Data for review below:
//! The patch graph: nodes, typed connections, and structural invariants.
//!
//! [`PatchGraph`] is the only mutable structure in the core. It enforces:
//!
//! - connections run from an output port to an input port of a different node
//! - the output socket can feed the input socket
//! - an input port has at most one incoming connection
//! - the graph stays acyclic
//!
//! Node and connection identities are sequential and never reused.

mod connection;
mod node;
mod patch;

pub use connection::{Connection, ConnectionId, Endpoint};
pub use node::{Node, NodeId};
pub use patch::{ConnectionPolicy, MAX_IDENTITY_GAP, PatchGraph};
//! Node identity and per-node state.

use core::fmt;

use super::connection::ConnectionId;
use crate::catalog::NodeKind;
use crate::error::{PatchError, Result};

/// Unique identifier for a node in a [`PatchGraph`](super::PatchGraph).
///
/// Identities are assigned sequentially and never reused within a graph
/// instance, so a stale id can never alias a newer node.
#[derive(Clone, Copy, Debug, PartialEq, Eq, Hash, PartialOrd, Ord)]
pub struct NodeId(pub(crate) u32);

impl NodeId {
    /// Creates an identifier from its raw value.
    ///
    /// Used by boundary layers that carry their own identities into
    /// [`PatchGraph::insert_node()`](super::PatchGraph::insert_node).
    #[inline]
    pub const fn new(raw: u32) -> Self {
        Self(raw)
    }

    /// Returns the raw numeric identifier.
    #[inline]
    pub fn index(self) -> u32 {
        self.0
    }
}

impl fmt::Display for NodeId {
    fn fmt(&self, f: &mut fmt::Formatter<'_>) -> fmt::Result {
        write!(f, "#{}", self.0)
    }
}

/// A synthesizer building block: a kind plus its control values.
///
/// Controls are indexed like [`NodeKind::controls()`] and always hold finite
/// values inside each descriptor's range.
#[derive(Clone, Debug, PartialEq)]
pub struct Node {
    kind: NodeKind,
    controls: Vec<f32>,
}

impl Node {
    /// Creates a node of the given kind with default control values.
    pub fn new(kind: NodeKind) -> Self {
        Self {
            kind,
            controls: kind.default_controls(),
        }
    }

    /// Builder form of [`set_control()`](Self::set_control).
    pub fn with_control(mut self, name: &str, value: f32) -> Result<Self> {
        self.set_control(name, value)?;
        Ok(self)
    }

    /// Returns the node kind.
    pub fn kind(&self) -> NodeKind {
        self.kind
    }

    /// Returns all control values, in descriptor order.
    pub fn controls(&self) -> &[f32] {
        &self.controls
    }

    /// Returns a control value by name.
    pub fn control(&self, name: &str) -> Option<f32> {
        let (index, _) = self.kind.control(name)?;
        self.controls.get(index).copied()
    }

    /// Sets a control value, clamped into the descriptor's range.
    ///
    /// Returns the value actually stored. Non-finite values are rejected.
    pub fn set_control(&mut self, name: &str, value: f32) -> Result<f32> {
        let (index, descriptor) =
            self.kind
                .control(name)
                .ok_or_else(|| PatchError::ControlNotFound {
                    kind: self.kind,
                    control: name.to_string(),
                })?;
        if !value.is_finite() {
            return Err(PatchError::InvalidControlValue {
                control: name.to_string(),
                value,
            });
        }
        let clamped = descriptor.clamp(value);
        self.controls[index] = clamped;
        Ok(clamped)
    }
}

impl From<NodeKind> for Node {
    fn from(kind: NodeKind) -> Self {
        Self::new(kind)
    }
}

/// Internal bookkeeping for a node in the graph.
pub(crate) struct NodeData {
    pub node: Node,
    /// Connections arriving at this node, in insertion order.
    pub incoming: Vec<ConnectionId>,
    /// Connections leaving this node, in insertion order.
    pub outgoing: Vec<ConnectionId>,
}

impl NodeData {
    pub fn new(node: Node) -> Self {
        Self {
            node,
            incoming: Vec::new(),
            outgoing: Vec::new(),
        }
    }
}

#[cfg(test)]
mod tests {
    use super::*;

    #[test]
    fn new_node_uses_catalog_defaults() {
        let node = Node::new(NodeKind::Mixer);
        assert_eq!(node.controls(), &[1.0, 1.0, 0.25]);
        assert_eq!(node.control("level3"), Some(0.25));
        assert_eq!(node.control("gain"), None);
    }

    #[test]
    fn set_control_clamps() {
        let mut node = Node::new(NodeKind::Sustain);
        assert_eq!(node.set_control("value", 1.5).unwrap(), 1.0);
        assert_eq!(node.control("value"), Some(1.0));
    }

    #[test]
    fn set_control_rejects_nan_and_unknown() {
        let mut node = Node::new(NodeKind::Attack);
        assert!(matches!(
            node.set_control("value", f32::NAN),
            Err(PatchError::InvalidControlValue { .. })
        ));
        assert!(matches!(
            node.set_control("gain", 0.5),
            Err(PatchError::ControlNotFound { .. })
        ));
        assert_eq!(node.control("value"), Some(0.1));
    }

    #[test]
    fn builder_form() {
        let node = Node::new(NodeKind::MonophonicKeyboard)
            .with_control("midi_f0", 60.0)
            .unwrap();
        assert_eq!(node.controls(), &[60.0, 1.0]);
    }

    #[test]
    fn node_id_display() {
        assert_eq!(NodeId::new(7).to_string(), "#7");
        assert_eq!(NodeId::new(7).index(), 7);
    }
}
End of Data for review.
# The problem:
Lines that contain "incoming" should be pulled from the entries above and reported.

# Response to the task:
//! - an input port has at most one incoming connection
    pub incoming: Vec<ConnectionId>,
            incoming: Vec::new(),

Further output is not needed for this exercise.